Alaska Vehicle Registration Fee Calculator

Estimate your Alaska annual vehicle registration and title fees.

Free Alaska vehicle registration fee calculator. Estimate your biennial DMV registration fee, the age-based Motor Vehicle Registration Tax (MVRT) charged by your borough, and the title fee. Runs entirely in your browser.

How often do I register my vehicle in Alaska?

Alaska registers most passenger vehicles on a two-year (biennial) cycle, so the base registration fee covers two years.
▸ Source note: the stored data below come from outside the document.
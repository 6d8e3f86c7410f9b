//! Keyboard state tracking
//!
//! Raw key names from the host (`KeyboardEvent.key` or `.code`) are folded
//! into a set of held keys. Movement is read from that set each tick;
//! pause/sound/confirm keys produce one-shot commands on press.

use std::collections::HashSet;

use super::tick::TickInput;

/// Keys the game cares about
#[derive(Debug, Clone, Copy, PartialEq, Eq, Hash)]
pub enum Key {
    Left,
    Right,
    Pause,
    Mute,
    Confirm,
}

impl Key {
    /// Map a host key name, case-insensitively
    pub fn from_name(name: &str) -> Option<Self> {
        match name.to_lowercase().as_str() {
            "arrowleft" | "a" | "keya" => Some(Key::Left),
            "arrowright" | "d" | "keyd" => Some(Key::Right),
            "p" | "keyp" => Some(Key::Pause),
            "m" | "keym" => Some(Key::Mute),
            "enter" | " " | "space" => Some(Key::Confirm),
            _ => None,
        }
    }
}

/// One-shot action triggered by a key press
#[derive(Debug, Clone, Copy, PartialEq, Eq)]
pub enum Command {
    TogglePause,
    ToggleSound,
    /// Start from the title screen or restart after game over
    Confirm,
}

/// Tracks which keys are currently held
#[derive(Debug, Clone, Default)]
pub struct InputTracker {
    held: HashSet<Key>,
}

impl InputTracker {
    pub fn new() -> Self {
        Self::default()
    }

    /// Record a key press. Returns a command on the initial press only;
    /// auto-repeat presses of a held key return `None`.
    pub fn key_down(&mut self, name: &str) -> Option<Command> {
        let key = Key::from_name(name)?;
        if !self.held.insert(key) {
            return None;
        }
        match key {
            Key::Pause => Some(Command::TogglePause),
            Key::Mute => Some(Command::ToggleSound),
            Key::Confirm => Some(Command::Confirm),
            Key::Left | Key::Right => None,
        }
    }

    pub fn key_up(&mut self, name: &str) {
        if let Some(key) = Key::from_name(name) {
            self.held.remove(&key);
        }
    }

    pub fn is_held(&self, key: Key) -> bool {
        self.held.contains(&key)
    }

    /// Forget all held keys (focus lost, key-ups will never arrive)
    pub fn release_all(&mut self) {
        self.held.clear();
    }

    /// Movement intent for the next tick
    pub fn intent(&self) -> TickInput {
        TickInput {
            left: self.is_held(Key::Left),
            right: self.is_held(Key::Right),
        }
    }
}

#[cfg(test)]
mod tests {
    use super::*;

    #[test]
    fn test_key_names() {
        assert_eq!(Key::from_name("ArrowLeft"), Some(Key::Left));
        assert_eq!(Key::from_name("A"), Some(Key::Left));
        assert_eq!(Key::from_name("KeyD"), Some(Key::Right));
        assert_eq!(Key::from_name(" "), Some(Key::Confirm));
        assert_eq!(Key::from_name("q"), None);
    }

    #[test]
    fn test_held_movement() {
        let mut input = InputTracker::new();
        input.key_down("ArrowLeft");
        assert_eq!(input.intent(), TickInput { left: true, right: false });

        // Key and code names fold to the same held key
        input.key_down("a");
        input.key_up("KeyA");
        assert_eq!(input.intent(), TickInput::default());
    }

    #[test]
    fn test_commands_fire_once_per_press() {
        let mut input = InputTracker::new();
        assert_eq!(input.key_down("p"), Some(Command::TogglePause));
        assert_eq!(input.key_down("p"), None);
        input.key_up("p");
        assert_eq!(input.key_down("P"), Some(Command::TogglePause));
        assert_eq!(input.key_down("m"), Some(Command::ToggleSound));
        assert_eq!(input.key_down("ArrowRight"), None);
    }

    #[test]
    fn test_release_all() {
        let mut input = InputTracker::new();
        input.key_down("ArrowLeft");
        input.key_down("ArrowRight");
        input.release_all();
        assert_eq!(input.intent(), TickInput::default());
    }
}
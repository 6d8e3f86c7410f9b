//! Paddle Bounce - brick breaker simulation core
//!
//! Core modules:
//! - `sim`: Deterministic simulation (physics, collisions, game state)
//! - `effects`: Maps simulation events to render/audio hints
//! - `session`: Frame driver owning state, input and deferred actions
//! - `settings`: External configuration with safe defaults
//! - `platform`: Browser bridge (wasm32 only)

pub mod effects;
pub mod platform;
pub mod session;
pub mod settings;
pub mod sim;

pub use effects::{EffectDispatcher, RenderHint, SoundCue};
pub use session::{FrameOutput, Session};
pub use settings::{BrickScoring, Settings};

/// Game configuration constants
pub mod consts {
    /// Nominal host frame duration (60 Hz), informational only
    pub const FRAME_DT: f32 = 1.0 / 60.0;

    /// Default playfield dimensions
    pub const FIELD_WIDTH: f32 = 800.0;
    pub const FIELD_HEIGHT: f32 = 600.0;

    /// Paddle defaults
    pub const PADDLE_WIDTH: f32 = 120.0;
    pub const PADDLE_HEIGHT: f32 = 15.0;
    /// Gap between paddle top and field bottom
    pub const PADDLE_BOTTOM_OFFSET: f32 = 30.0;
    /// Pixels per tick while a direction key is held
    pub const PADDLE_SPEED: f32 = 8.0;

    /// Ball defaults (speeds are in pixels per tick)
    pub const BALL_RADIUS: f32 = 10.0;
    pub const BALL_START_SPEED: f32 = 4.0;
    pub const BALL_MAX_SPEED: f32 = 12.0;
    /// Speed gained per level
    pub const SPEED_INCREMENT: f32 = 0.5;
    /// Positions kept in the cosmetic ball trail
    pub const TRAIL_LENGTH: usize = 10;

    /// Largest bounce angle off vertical, reached at the paddle edge (60°)
    pub const MAX_BOUNCE_ANGLE: f32 = std::f32::consts::FRAC_PI_3;
    /// Largest launch angle off vertical on ball reset (60°)
    pub const MAX_LAUNCH_ANGLE: f32 = std::f32::consts::FRAC_PI_3;

    /// Brick grid defaults
    pub const BRICK_ROWS: u32 = 5;
    pub const BRICK_COLS: u32 = 10;
    pub const BRICK_HEIGHT: f32 = 20.0;
    pub const BRICK_PADDING: f32 = 5.0;
    pub const BRICK_TOP_OFFSET: f32 = 60.0;
    pub const BRICK_SIDE_OFFSET: f32 = 30.0;
    /// Narrowest brick a column count may produce
    pub const MIN_BRICK_WIDTH: f32 = 10.0;
    /// Free space kept between the lowest brick row and the paddle top
    pub const BRICK_CLEARANCE: f32 = 4.0 * BALL_RADIUS;

    /// Largest accepted playfield dimension
    pub const MAX_FIELD_SIZE: f32 = 4096.0;

    /// Progression
    pub const INITIAL_LIVES: u8 = 3;
    pub const PADDLE_HIT_POINTS: u64 = 1;
    pub const LEVEL_BONUS_PER_LEVEL: u64 = 100;

    /// Delay before the ball is served again after a life is lost
    pub const BALL_RESET_DELAY_MS: f64 = 1000.0;
}
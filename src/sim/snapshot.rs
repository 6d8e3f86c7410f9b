//! Read-only view of the game for renderers and UI

use glam::Vec2;
use serde::Serialize;

use super::state::{GamePhase, GameState};

#[derive(Debug, Clone, PartialEq, Serialize)]
pub struct BallView {
    pub pos: Vec2,
    pub radius: f32,
    pub speed: f32,
    /// Oldest first; empty when trails are disabled
    pub trail: Vec<Vec2>,
}

#[derive(Debug, Clone, PartialEq, Serialize)]
pub struct PaddleView {
    pub pos: Vec2,
    pub width: f32,
    pub height: f32,
}

#[derive(Debug, Clone, PartialEq, Serialize)]
pub struct BrickView {
    pub pos: Vec2,
    pub width: f32,
    pub height: f32,
    pub color_class: u32,
    pub visible: bool,
}

/// Everything a renderer needs for one frame
#[derive(Debug, Clone, PartialEq, Serialize)]
pub struct Snapshot {
    pub field_width: f32,
    pub field_height: f32,
    pub ball: BallView,
    pub paddle: PaddleView,
    pub bricks: Vec<BrickView>,
    pub score: u64,
    pub lives: u8,
    pub level: u32,
    pub phase: GamePhase,
}

impl Snapshot {
    pub fn capture(state: &GameState) -> Self {
        let ball = &state.ball;
        let paddle = &state.paddle;
        let trail = if state.settings.trails {
            ball.trail.iter().copied().collect()
        } else {
            Vec::new()
        };

        Self {
            field_width: state.settings.field_width,
            field_height: state.settings.field_height,
            ball: BallView {
                pos: ball.pos,
                radius: ball.radius,
                speed: ball.speed,
                trail,
            },
            paddle: PaddleView {
                pos: paddle.pos,
                width: paddle.width,
                height: paddle.height,
            },
            bricks: state
                .bricks
                .iter()
                .map(|b| BrickView {
                    pos: b.pos,
                    width: b.width,
                    height: b.height,
                    color_class: b.color_class(),
                    visible: b.visible,
                })
                .collect(),
            score: state.score,
            lives: state.lives,
            level: state.level,
            phase: state.phase,
        }
    }

    pub fn to_json(&self) -> Result<String, serde_json::Error> {
        serde_json::to_string(self)
    }
}

#[cfg(test)]
mod tests {
    use super::*;
    use crate::settings::Settings;

    #[test]
    fn test_capture_mirrors_state() {
        let mut state = GameState::new(5, Settings::default());
        state.bricks[2].visible = false;
        state.score = 17;

        let snapshot = Snapshot::capture(&state);
        assert_eq!(snapshot.bricks.len(), state.bricks.len());
        assert!(!snapshot.bricks[2].visible);
        assert_eq!(snapshot.score, 17);
        assert_eq!(snapshot.phase, GamePhase::Start);
        assert_eq!(snapshot.paddle.width, state.paddle.width);
    }

    #[test]
    fn test_trail_hidden_when_disabled() {
        let settings = Settings {
            trails: false,
            ..Default::default()
        };
        let mut state = GameState::new(5, settings);
        state.ball.advance(0.0);
        assert!(Snapshot::capture(&state).ball.trail.is_empty());
    }

    #[test]
    fn test_json_has_phase_and_bricks() {
        let state = GameState::new(5, Settings::default());
        let json = Snapshot::capture(&state).to_json().unwrap();
        assert!(json.contains("\"phase\":\"Start\""));
        assert!(json.contains("\"bricks\":["));
    }
}
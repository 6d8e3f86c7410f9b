//! Platform abstraction layer
//!
//! Browser builds expose the session to JavaScript through `web`; the host
//! page owns the canvas, audio, DOM and the animation-frame callback.

#[cfg(target_arch = "wasm32")]
pub mod web;
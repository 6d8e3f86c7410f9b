//! wasm-bindgen bridge for the browser host
//!
//! The page forwards key events and `requestAnimationFrame` timestamps and
//! receives a JSON [`FrameOutput`](crate::session::FrameOutput) per frame.

use wasm_bindgen::prelude::*;

use crate::session::Session;
use crate::settings::Settings;

#[wasm_bindgen(start)]
pub fn wasm_main() {
    console_error_panic_hook::set_once();
    let _ = console_log::init_with_level(log::Level::Info);
    log::info!("Paddle Bounce core loaded");
}

/// Game instance handed to JavaScript
#[wasm_bindgen]
pub struct WebGame {
    session: Session,
}

#[wasm_bindgen]
impl WebGame {
    /// Create a session using settings from LocalStorage
    #[wasm_bindgen(constructor)]
    pub fn new() -> WebGame {
        let seed = (js_sys::Math::random() * u32::MAX as f64) as u64;
        WebGame {
            session: Session::new(seed, Settings::load()),
        }
    }

    pub fn start(&mut self) -> bool {
        self.session.start()
    }

    pub fn restart(&mut self) {
        self.session.restart();
    }

    #[wasm_bindgen(js_name = togglePause)]
    pub fn toggle_pause(&mut self) -> bool {
        self.session.toggle_pause()
    }

    #[wasm_bindgen(js_name = keyDown)]
    pub fn key_down(&mut self, key: &str) {
        self.session.key_down(key);
    }

    #[wasm_bindgen(js_name = keyUp)]
    pub fn key_up(&mut self, key: &str) {
        self.session.key_up(key);
    }

    #[wasm_bindgen(js_name = visibilityHidden)]
    pub fn visibility_hidden(&mut self) {
        self.session.visibility_hidden();
    }

    /// Replace settings (JSON); used from the next start/restart and saved
    #[wasm_bindgen(js_name = applySettings)]
    pub fn apply_settings(&mut self, json: &str) {
        let settings = Settings::from_json_or_default(json);
        settings.save();
        self.session.apply_settings(settings);
    }

    /// Advance one animation frame; returns the frame output as JSON
    pub fn frame(&mut self, time_ms: f64) -> String {
        match self.session.frame(time_ms).to_json() {
            Ok(json) => json,
            Err(e) => {
                log::error!("Failed to serialize frame: {e}");
                String::from("{}")
            }
        }
    }
}

impl Default for WebGame {
    fn default() -> Self {
        Self::new()
    }
}
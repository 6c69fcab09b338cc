use std::sync::{Arc, Mutex, MutexGuard, PoisonError};

/// Shared slot holding the most recently loaded payload.
///
/// This is the host-facing `loadedData` output. Only a fully successful
/// load writes it; a failed or no-op run leaves the prior value in place.
/// The slot outlives individual runs, so the last loaded value stays
/// visible until a later load replaces it.
#[derive(Debug, Clone, Default)]
pub struct OutputSlot {
    value: Arc<Mutex<Option<String>>>,
}

impl OutputSlot {
    pub fn new() -> Self {
        Self::default()
    }

    /// Current value, if any load has published one.
    pub fn get(&self) -> Option<String> {
        self.lock().clone()
    }

    pub(crate) fn publish(&self, value: String) {
        *self.lock() = Some(value);
    }

    fn lock(&self) -> MutexGuard<'_, Option<String>> {
        self.value.lock().unwrap_or_else(PoisonError::into_inner)
    }
}
use thiserror::Error;

/// Crate-wide error type. `Display` output is host-facing: these strings are
/// exactly what ends up in the job log when an operation fails.
#[derive(Error, Debug)]
pub enum PersistError {
    #[error("Directory not configured")]
    DirectoryNotConfigured,

    #[error("Unknown operation: {0}. Use 'save' or 'load'")]
    UnknownOperation(String),

    #[error("Failed creating file \"{0}\": {1}")]
    CreateFile(String, String),

    #[error("Failed writing to file \"{0}\": {1}")]
    WriteFile(String, String),

    #[error("Failed reading file \"{0}\": {1}")]
    ReadFile(String, String),

    #[error("Error closing file writer: {0}")]
    CloseWriter(String),

    #[error("I/O error: {0}")]
    Io(String),
}

pub type Result<T> = std::result::Result<T, PersistError>;

impl From<std::io::Error> for PersistError {
    fn from(err: std::io::Error) -> Self {
        Self::Io(err.to_string())
    }
}
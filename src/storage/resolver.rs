use std::io;

use async_trait::async_trait;
use tokio::io::{AsyncBufRead, AsyncWrite};

use crate::storage::identity::FileIdentity;

/// Buffered byte stream over a stored file's content.
pub type StorageReader = Box<dyn AsyncBufRead + Send + Unpin>;

/// Byte sink replacing a stored file's content.
pub type StorageWriter = Box<dyn AsyncWrite + Send + Unpin>;

/// Byte-level access to the files a persistence run targets.
///
/// The save and load operations do all their I/O through this seam; errors
/// come back as raw `io::Error` so the callers can attach the filename and
/// pick the host-facing message themselves.
#[async_trait]
pub trait StorageResolver: Send + Sync {
    /// Whether the target file currently exists.
    async fn exists(&self, identity: &FileIdentity) -> io::Result<bool>;

    /// Opens the target for reading. `Ok(None)` means the file is absent,
    /// which load treats as a normal outcome, not an error.
    async fn open_reader(&self, identity: &FileIdentity) -> io::Result<Option<StorageReader>>;

    /// Opens the target for writing, creating it when missing and
    /// truncating any previous content.
    async fn create_writer(&self, identity: &FileIdentity) -> io::Result<StorageWriter>;
}
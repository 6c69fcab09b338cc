use std::any::Any;
use std::panic::AssertUnwindSafe;
use std::sync::{Arc, Mutex, MutexGuard, PoisonError};

use async_trait::async_trait;
use futures::FutureExt;
use tokio::task::JoinHandle;
use tracing::{Instrument, info_span};
use uuid::Uuid;

use crate::core::{PersistError, Result};
use crate::job::log::{JobLog, LogEntry};
use crate::job::status::JobStatus;

/// Generates a unique job id.
pub fn new_job_id() -> String {
    Uuid::new_v4().to_string()
}

/// Tracking state for one execution instance.
///
/// Cloning yields another handle to the same run: the runner, the unit of
/// work, and the caller's [`JobHandle`] all observe one log and one status.
#[derive(Debug, Clone)]
pub struct Job {
    id: String,
    log: JobLog,
    status: Arc<Mutex<JobStatus>>,
}

impl Job {
    fn new() -> Self {
        Self {
            id: new_job_id(),
            log: JobLog::new(),
            status: Arc::new(Mutex::new(JobStatus::Running)),
        }
    }

    pub fn id(&self) -> &str {
        &self.id
    }

    pub fn log(&self) -> &JobLog {
        &self.log
    }

    /// Snapshot of the current status.
    pub fn status(&self) -> JobStatus {
        self.status_cell().clone()
    }

    /// Records an informational message.
    pub fn message(&self, text: impl Into<String>) {
        self.log.message(text);
    }

    /// Records a failure. The first failure of a run fixes the terminal
    /// status; later ones (cleanup errors after a failed write, for
    /// instance) are appended to the log without touching it.
    pub fn fail(&self, reason: impl Into<String>) {
        let reason = reason.into();
        self.log.failed(reason.clone());
        let mut status = self.status_cell();
        if !status.is_terminal() {
            *status = JobStatus::Failed { reason };
        }
    }

    /// Logs `err` as a failure and hands it back, so a call site can record
    /// and propagate in one step.
    pub fn fail_with(&self, err: PersistError) -> PersistError {
        self.fail(err.to_string());
        err
    }

    fn mark_succeeded(&self) {
        let mut status = self.status_cell();
        if !status.is_terminal() {
            *status = JobStatus::Succeeded;
        }
    }

    fn status_cell(&self) -> MutexGuard<'_, JobStatus> {
        self.status.lock().unwrap_or_else(PoisonError::into_inner)
    }
}

/// A unit of work executable by the [`JobRunner`].
///
/// Implementations report progress and failures through the passed [`Job`];
/// the returned `Result` lets the runner fix the terminal status without
/// the work having to touch it directly.
#[async_trait]
pub trait JobWork: Send + Sync + 'static {
    async fn run(&self, job: &Job) -> Result<()>;
}

/// Schedules persistence work on background tasks.
///
/// Submission never blocks: the returned [`JobHandle`] is available
/// immediately while the work proceeds on its own tokio task.
#[derive(Debug, Clone, Copy, Default)]
pub struct JobRunner;

impl JobRunner {
    pub fn new() -> Self {
        Self
    }

    /// Spawns `work` as a tracked job and returns the caller's handle to it.
    pub fn submit<W: JobWork>(&self, work: W) -> JobHandle {
        let job = Job::new();
        let shared = job.clone();
        let handle = tokio::spawn(run_job(job, work));
        JobHandle {
            job: shared,
            handle,
        }
    }
}

/// Caller-side view of a submitted job.
#[derive(Debug)]
pub struct JobHandle {
    job: Job,
    handle: JoinHandle<()>,
}

impl JobHandle {
    pub fn id(&self) -> &str {
        self.job.id()
    }

    /// Shared view of the run's tracking state. Clone it to keep access to
    /// the log and status after `join` consumes the handle.
    pub fn job(&self) -> &Job {
        &self.job
    }

    /// Snapshot of the job's current status.
    pub fn status(&self) -> JobStatus {
        self.job.status()
    }

    /// Snapshot of the log entries recorded so far, in append order.
    pub fn log_entries(&self) -> Vec<LogEntry> {
        self.job.log().entries()
    }

    /// Waits for the run to finish and returns its terminal status.
    pub async fn join(self) -> JobStatus {
        // The runner contains panics, so the spawned task only aborts when
        // the runtime shuts down underneath it.
        let _ = self.handle.await;
        self.job.status()
    }
}

/// Executes one unit of work with the lifecycle bracketing every run gets:
/// a "Started" entry before any work, a terminal status on every exit path
/// (success, handled failure, caught panic), and an "Ended" entry after.
async fn run_job<W: JobWork>(job: Job, work: W) {
    let span = info_span!("persist.job.run", job_id = %job.id());
    async {
        let context = execution_context();
        job.message(format!("Started dashboard persistence task [{}]", context));

        match AssertUnwindSafe(work.run(&job)).catch_unwind().await {
            Ok(Ok(())) => job.mark_succeeded(),
            Ok(Err(err)) => {
                // Failures are normally recorded where they occur; this
                // catches an error that reached the boundary unlogged.
                if !job.status().is_terminal() {
                    job.fail(format!("Error in persistence task: {}", err));
                }
            }
            Err(panic) => {
                job.fail(format!(
                    "Error in persistence task: {}",
                    panic_message(panic.as_ref())
                ));
            }
        }

        job.message(format!("Ended dashboard persistence task [{}]", context));
    }
    .instrument(span)
    .await;
}

fn execution_context() -> String {
    std::thread::current()
        .name()
        .unwrap_or("unnamed-worker")
        .to_string()
}

fn panic_message(panic: &(dyn Any + Send)) -> String {
    if let Some(text) = panic.downcast_ref::<&str>() {
        (*text).to_string()
    } else if let Some(text) = panic.downcast_ref::<String>() {
        text.clone()
    } else {
        "task panicked".to_string()
    }
}

#[cfg(test)]
mod tests {
    use super::*;

    struct Succeeding;

    #[async_trait]
    impl JobWork for Succeeding {
        async fn run(&self, job: &Job) -> Result<()> {
            job.message("did the thing");
            Ok(())
        }
    }

    struct FailingLogged;

    #[async_trait]
    impl JobWork for FailingLogged {
        async fn run(&self, job: &Job) -> Result<()> {
            Err(job.fail_with(PersistError::DirectoryNotConfigured))
        }
    }

    struct FailingUnlogged;

    #[async_trait]
    impl JobWork for FailingUnlogged {
        async fn run(&self, _job: &Job) -> Result<()> {
            Err(PersistError::Io("surprise".to_string()))
        }
    }

    struct Panicking;

    #[async_trait]
    impl JobWork for Panicking {
        async fn run(&self, _job: &Job) -> Result<()> {
            panic!("boom");
        }
    }

    #[test]
    fn test_first_failure_fixes_terminal_status() {
        let job = Job::new();
        job.fail("first");
        job.fail("second");

        assert_eq!(job.status().failure_reason(), Some("first"));
        // Both failures are still in the log.
        assert_eq!(job.log().len(), 2);
    }

    #[test]
    fn test_success_does_not_override_failure() {
        let job = Job::new();
        job.fail("broken");
        job.mark_succeeded();

        assert!(job.status().is_failed());
    }

    #[test]
    fn test_fail_with_returns_the_error() {
        let job = Job::new();
        let err = job.fail_with(PersistError::UnknownOperation("x".to_string()));

        assert!(matches!(err, PersistError::UnknownOperation(_)));
        assert_eq!(
            job.status().failure_reason(),
            Some("Unknown operation: x. Use 'save' or 'load'")
        );
    }

    #[tokio::test]
    async fn test_run_is_bracketed_by_started_and_ended() {
        let handle = JobRunner::new().submit(Succeeding);
        let job = handle.job().clone();
        let status = handle.join().await;

        assert!(status.is_succeeded());
        let entries = job.log().entries();
        assert!(
            entries
                .first()
                .unwrap()
                .message
                .starts_with("Started dashboard persistence task [")
        );
        assert!(
            entries
                .last()
                .unwrap()
                .message
                .starts_with("Ended dashboard persistence task [")
        );
    }

    #[tokio::test]
    async fn test_logged_failure_is_not_double_reported() {
        let handle = JobRunner::new().submit(FailingLogged);
        let job = handle.job().clone();
        let status = handle.join().await;

        assert_eq!(status.failure_reason(), Some("Directory not configured"));
        let failures: Vec<_> = job
            .log()
            .entries()
            .into_iter()
            .filter(|entry| entry.is_failure())
            .collect();
        assert_eq!(failures.len(), 1);
    }

    #[tokio::test]
    async fn test_unlogged_failure_is_caught_at_the_boundary() {
        let status = JobRunner::new().submit(FailingUnlogged).join().await;

        assert_eq!(
            status.failure_reason(),
            Some("Error in persistence task: I/O error: surprise")
        );
    }

    #[tokio::test]
    async fn test_panic_is_contained_and_ended_still_logged() {
        let handle = JobRunner::new().submit(Panicking);
        let job = handle.job().clone();
        let status = handle.join().await;

        assert_eq!(
            status.failure_reason(),
            Some("Error in persistence task: boom")
        );
        let entries = job.log().entries();
        assert!(
            entries
                .last()
                .unwrap()
                .message
                .starts_with("Ended dashboard persistence task [")
        );
    }
}
use std::io::Read;
use std::path::PathBuf;

use anyhow::{Context, Result, anyhow};
use clap::{Parser, Subcommand};
use dashpersist::{Persister, RunReport, Severity, TaskConfig, keys};
use serde::Serialize;

#[derive(Parser)]
#[command(name = "dashpersist")]
#[command(about = "Save and load dashboard state files as background persistence jobs")]
struct Cli {
    /// Emit the run report as JSON instead of plain text.
    #[arg(long, global = true)]
    json: bool,

    #[command(subcommand)]
    command: Command,
}

#[derive(Subcommand)]
enum Command {
    /// Write a payload to the key's file, replacing any previous content.
    Save {
        /// Directory the file lives in. Must already exist.
        #[arg(long)]
        dir: String,
        /// Data key; defaults to "dashboard_state".
        #[arg(long)]
        key: Option<String>,
        /// Inline payload. Falls back to --file, then to stdin.
        #[arg(long)]
        data: Option<String>,
        /// Read the payload from this file.
        #[arg(long, conflicts_with = "data")]
        file: Option<PathBuf>,
    },
    /// Read a key's file back and print its content.
    Load {
        /// Directory the file lives in.
        #[arg(long)]
        dir: String,
        /// Data key; defaults to "dashboard_state".
        #[arg(long)]
        key: Option<String>,
    },
    /// List the well-known dashboard state keys.
    Keys,
}

#[derive(Serialize)]
struct RunOutput<'a> {
    #[serde(flatten)]
    report: &'a RunReport,
    #[serde(skip_serializing_if = "Option::is_none")]
    loaded_data: Option<&'a str>,
}

#[tokio::main]
async fn main() -> Result<()> {
    let cli = Cli::parse();

    match cli.command {
        Command::Save {
            dir,
            key,
            data,
            file,
        } => save(&dir, key.as_deref(), data, file, cli.json).await,
        Command::Load { dir, key } => load(&dir, key.as_deref(), cli.json).await,
        Command::Keys => {
            for key in keys::ALL {
                println!("{}", key);
            }
            Ok(())
        }
    }
}

async fn save(
    dir: &str,
    key: Option<&str>,
    data: Option<String>,
    file: Option<PathBuf>,
    json: bool,
) -> Result<()> {
    let payload = match (data, file) {
        (Some(data), _) => data,
        (None, Some(path)) => std::fs::read_to_string(&path)
            .with_context(|| format!("Failed to read payload file '{}'", path.display()))?,
        (None, None) => read_stdin()?,
    };

    let mut config = TaskConfig::new(dir).payload(&payload);
    if let Some(key) = key {
        config = config.data_key(key);
    }

    let report = execute(&Persister::local(), config).await;
    print_report(&report, None, json)?;
    exit_status(&report)
}

async fn load(dir: &str, key: Option<&str>, json: bool) -> Result<()> {
    let persister = Persister::local();

    let mut config = TaskConfig::new(dir).operation("load");
    if let Some(key) = key {
        config = config.data_key(key);
    }

    let report = execute(&persister, config).await;
    let loaded = persister.loaded_data();
    print_report(&report, loaded.as_deref(), json)?;
    exit_status(&report)
}

/// Runs one submission to completion and captures its full report.
async fn execute(persister: &Persister, config: TaskConfig) -> RunReport {
    let handle = persister.execute(config);
    let job = handle.job().clone();
    handle.join().await;
    RunReport::from_job(&job)
}

fn print_report(report: &RunReport, loaded_data: Option<&str>, json: bool) -> Result<()> {
    if json {
        let output = RunOutput {
            report,
            loaded_data,
        };
        println!("{}", serde_json::to_string_pretty(&output)?);
        return Ok(());
    }

    for entry in &report.entries {
        match entry.severity {
            Severity::Info => println!("  {}", entry.message),
            Severity::Failure => println!("! {}", entry.message),
        }
    }
    println!("Job {}: {}", report.job_id, report.status);

    if let Some(loaded_data) = loaded_data {
        println!("{}", loaded_data);
    }
    Ok(())
}

fn exit_status(report: &RunReport) -> Result<()> {
    match report.status.failure_reason() {
        Some(reason) => Err(anyhow!("Persistence job failed: {}", reason)),
        None => Ok(()),
    }
}

fn read_stdin() -> Result<String> {
    let mut buffer = String::new();
    std::io::stdin()
        .read_to_string(&mut buffer)
        .context("Failed to read payload from stdin")?;
    Ok(buffer)
}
The Motor Vehicle Registration Tax (MVRT) is also charged per registration period, and amounts are set per year of the cycle.

The Alaska vehicle registration fee calculator estimates what you will pay the DMV to register a vehicle in Alaska, combining the biennial registration fee, the Motor Vehicle Registration Tax (MVRT), and the one-time title fee.

How it works

Alaska registration has three pieces:

total = base registration fee (by vehicle type, 2-year)
      + MVRT (set by your borough, based on vehicle age)
      + title fee (one-time, ~$15)
  • The base registration fee depends on vehicle type — roughly $100 for a passenger car, less for a motorcycle, more for commercial vehicles. It covers a two-year cycle.
  • The MVRT is a local tax in boroughs like Anchorage, Fairbanks, and Mat-Su. It is highest for new vehicles and declines with age, eventually reaching a floor for older cars. Areas with no MVRT skip this entirely.
  • The title fee applies only when you first title or transfer the vehicle.

Worked example

Registering a 3-year-old passenger car in Anchorage (which charges MVRT):

  • Base registration (2-year): $100
  • MVRT for a 3-year-old vehicle: about $94
  • Title fee (if titling): $15
  • Estimated total: $209

A 10-year-old car in the same borough would pay a much lower MVRT, dropping the total toward the registration fee plus the MVRT floor.

Tips and notes

  • Two-year cycle. Budget the base fee once every two years, not annually.
  • Borough matters most. The MVRT, not the state fee, is what varies the bill. Communities outside an MVRT borough pay only the registration fee.
  • Older cars are cheap. Because MVRT declines with age, registering an old vehicle costs far less than a new one.